#### WORK ITEM:
Transcribe the entries that follow, word for word.
*** EXTRACTED INFORMATION Section Begins ***
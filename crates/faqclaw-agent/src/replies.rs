//! Engine replies and splitting of long texts.

use faqclaw_core::types::Attachment;

#[derive(Debug, Clone, PartialEq, Eq)]
pub enum Reply {
    Text(String),
    Document {
        caption: String,
        attachment: Attachment,
    },
}

impl Reply {
    pub fn text(content: impl Into<String>) -> Self {
        Reply::Text(content.into())
    }

    pub fn as_text(&self) -> Option<&str> {
        match self {
            Reply::Text(text) => Some(text),
            Reply::Document { .. } => None,
        }
    }
}

/// Split `text` on line boundaries into chunks of at most `max` characters.
/// A single line longer than `max` becomes its own chunk, unsplit.
pub fn chunk_reply(text: &str, max: usize) -> Vec<String> {
    if text.chars().count() <= max {
        return vec![text.to_string()];
    }

    let mut chunks = Vec::new();
    let mut current = String::new();
    let mut current_len = 0;

    for line in text.split('\n') {
        let line_len = line.chars().count();
        if !current.is_empty() && current_len + 1 + line_len > max {
            chunks.push(std::mem::take(&mut current));
            current_len = 0;
        }
        if !current.is_empty() {
            current.push('\n');
            current_len += 1;
        }
        current.push_str(line);
        current_len += line_len;
    }
    if !current.is_empty() {
        chunks.push(current);
    }
    chunks
}

/// Apply [`chunk_reply`] to every text reply, keeping order.
pub fn split_replies(replies: Vec<Reply>, max: usize) -> Vec<Reply> {
    replies
        .into_iter()
        .flat_map(|reply| match reply {
            Reply::Text(text) => chunk_reply(&text, max)
                .into_iter()
                .map(Reply::Text)
                .collect::<Vec<_>>(),
            document => vec![document],
        })
        .collect()
}

#[cfg(test)]
mod tests {
    use super::*;

    #[test]
    fn test_short_text_untouched() {
        assert_eq!(chunk_reply("uno\ndue", 100), vec!["uno\ndue"]);
    }

    #[test]
    fn test_splits_on_lines() {
        let text = "aaaa\nbbbb\ncccc";
        assert_eq!(chunk_reply(text, 9), vec!["aaaa\nbbbb", "cccc"]);
        for chunk in chunk_reply(text, 9) {
            assert!(chunk.chars().count() <= 9);
        }
    }

    #[test]
    fn test_long_line_kept_whole() {
        let text = "corta\nquesta riga è decisamente troppo lunga\nfine";
        let chunks = chunk_reply(text, 10);
        assert_eq!(
            chunks,
            vec!["corta", "questa riga è decisamente troppo lunga", "fine"]
        );
    }

    #[test]
    fn test_chunks_rejoin_to_original() {
        let text = (1..=50)
            .map(|i| format!("{i}. domanda numero {i}"))
            .collect::<Vec<_>>()
            .join("\n");
        let chunks = chunk_reply(&text, 120);
        assert!(chunks.len() > 1);
        assert_eq!(chunks.join("\n"), text);
    }

    #[test]
    fn test_split_replies_keeps_documents() {
        let doc = Reply::Document {
            caption: "db".into(),
            attachment: Attachment {
                filename: "db.json".into(),
                content: b"{}".to_vec(),
            },
        };
        let out = split_replies(vec![Reply::text("a\nb"), doc.clone()], 1);
        assert_eq!(out, vec![Reply::text("a"), Reply::text("b"), doc]);
    }
}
*** EXTRACTED INFORMATION Section Ends ***
#### WRITTEN RESPONSE:
filename crates/faqclaw-agent/src/replies.rs
//! Engine replies and splitting of long texts.

use faqclaw_core::types::Attachment;

#[derive(Debug, Clone, PartialEq, Eq)]
pub enum Reply {
    Text(String),
    Document {
        caption: String,
        attachment: Attachment,
    },
}

impl Reply {
    pub fn text(content: impl Into<String>) -> Self {
        Reply::Text(content.into())
    }

    pub fn as_text(&self) -> Option<&str> {
        match self {
            Reply::Text(text) => Some(text),
            Reply::Document { .. } => None,
        }
    }
}

/// Split `text` on line boundaries into chunks of at most `max` characters.
/// A single line longer than `max` becomes its own chunk, unsplit.
pub fn chunk_reply(text: &str, max: usize) -> Vec<String> {
    if text.chars().count() <= max {
        return vec![text.to_string()];
    }

    let mut chunks = Vec::new();
    let mut current = String::new();
    let mut current_len = 0;

    for line in text.split('\n') {
        let line_len = line.chars().count();
        if !current.is_empty() && current_len + 1 + line_len > max {
            chunks.push(std::mem::take(&mut current));
            current_len = 0;
        }
        if !current.is_empty() {
            current.push('\n');
            current_len += 1;
        }
        current.push_str(line);
        current_len += line_len;
    }
    if !current.is_empty() {
        chunks.push(current);
    }
    chunks
}

/// Apply [`chunk_reply`] to every text reply, keeping order.
pub fn split_replies(replies: Vec<Reply>, max: usize) -> Vec<Reply> {
    replies
        .into_iter()
        .flat_map(|reply| match reply {
            Reply::Text(text) => chunk_reply(&text, max)
                .into_iter()
                .map(Reply::Text)
                .collect::<Vec<_>>(),
            document => vec![document],
        })
        .collect()
}

#[cfg(test)]
mod tests {
    use super::*;

    #[test]
    fn test_short_text_untouched() {
        assert_eq!(chunk_reply("uno\ndue", 100), vec!["uno\ndue"]);
    }

    #[test]
    fn test_splits_on_lines() {
        let text = "aaaa\nbbbb\ncccc";
        assert_eq!(chunk_reply(text, 9), vec!["aaaa\nbbbb", "cccc"]);
        for chunk in chunk_reply(text, 9) {
            assert!(chunk.chars().count() <= 9);
        }
    }

    #[test]
    fn test_long_line_kept_whole() {
        let text = "corta\nquesta riga è decisamente troppo lunga\nfine";
        let chunks = chunk_reply(text, 10);
        assert_eq!(
            chunks,
            vec!["corta", "questa riga è decisamente troppo lunga", "fine"]
        );
    }

    #[test]
    fn test_chunks_rejoin_to_original() {
        let text = (1..=50)
            .map(|i| format!("{i}. domanda numero {i}"))
            .collect::<Vec<_>>()
            .join("\n");
        let chunks = chunk_reply(&text, 120);
        assert!(chunks.len() > 1);
        assert_eq!(chunks.join("\n"), text);
    }

    #[test]
    fn test_split_replies_keeps_documents() {
        let doc = Reply::Document {
            caption: "db".into(),
            attachment: Attachment {
                filename: "db.json".into(),
                content: b"{}".to_vec(),
            },
        };
        let out = split_replies(vec![Reply::text("a\nb"), doc.clone()], 1);
        assert_eq!(out, vec![Reply::text("a"), Reply::text("b"), doc]);
    }
}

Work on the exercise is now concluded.